Start of Data to process
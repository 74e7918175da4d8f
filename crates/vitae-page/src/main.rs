//! vitae - Main Entry Point
//!
//! Renders one locale's resume data to a static HTML page through the
//! worker pool.

use std::path::PathBuf;
use std::sync::Arc;

use tracing_subscriber::EnvFilter;

use vitae_page::sections::build_resume;
use vitae_page::{
    default_registry, render_batch, EchoTranslator, LocaleStore, PageError, RenderProgram,
};
use vitae_pool::WorkerPool;

fn main() {
    tracing_subscriber::fmt()
        .with_env_filter(
            EnvFilter::try_from_default_env().unwrap_or_else(|_| EnvFilter::new("info")),
        )
        .init();

    if let Err(error) = run() {
        tracing::error!(%error, "page render failed");
        std::process::exit(1);
    }
}

fn run() -> Result<(), PageError> {
    let mut args = std::env::args().skip(1);
    let locales_dir = args.next().unwrap_or_else(|| "locales".to_string());
    let locale = args.next().unwrap_or_else(|| "en".to_string());
    let output = PathBuf::from(args.next().unwrap_or_else(|| "index.html".to_string()));

    tracing::info!(%locale, %locales_dir, output = %output.display(), "rendering resume");

    let mut store = LocaleStore::new(&locales_dir);
    let data = store.load(&locale)?;

    let registry = default_registry();
    let blocks = build_resume(&data, &EchoTranslator, &registry);

    let size = std::thread::available_parallelism()
        .map(|parallelism| parallelism.get())
        .unwrap_or(4);
    let mut pool = WorkerPool::new(size, Arc::new(RenderProgram))?;
    let rendered = render_batch(&blocks, &pool);
    pool.terminate();

    let body = match rendered {
        Ok(parts) => format!("<main>\n{}\n</main>", parts.join("\n")),
        Err(PageError::BatchFailed) => {
            tracing::error!("every block failed, rendering a single error block");
            r#"<main><div class="render-error" style="color: red">[Error rendering page]</div></main>"#
                .to_string()
        }
        Err(error) => return Err(error),
    };

    let page = page_shell(&locale, &body);
    std::fs::write(&output, page).map_err(|source| PageError::Output {
        path: output.clone(),
        source,
    })?;

    tracing::info!(output = %output.display(), "page written");
    Ok(())
}

fn page_shell(lang: &str, body: &str) -> String {
    format!(
        "<!DOCTYPE html>\n<html lang=\"{lang}\">\n<head>\n<meta charset=\"utf-8\" />\n\
         <meta name=\"viewport\" content=\"width=device-width, initial-scale=1\" />\n\
         <title>Resume</title>\n</head>\n<body>\n{body}\n</body>\n</html>\n"
    )
}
End of Data to process
The problem: From the records above, show each line that contains the word "PageError".

Output of the exercise:
    default_registry, render_batch, EchoTranslator, LocaleStore, PageError, RenderProgram,
fn run() -> Result<(), PageError> {
        Err(PageError::BatchFailed) => {
    std::fs::write(&output, page).map_err(|source| PageError::Output {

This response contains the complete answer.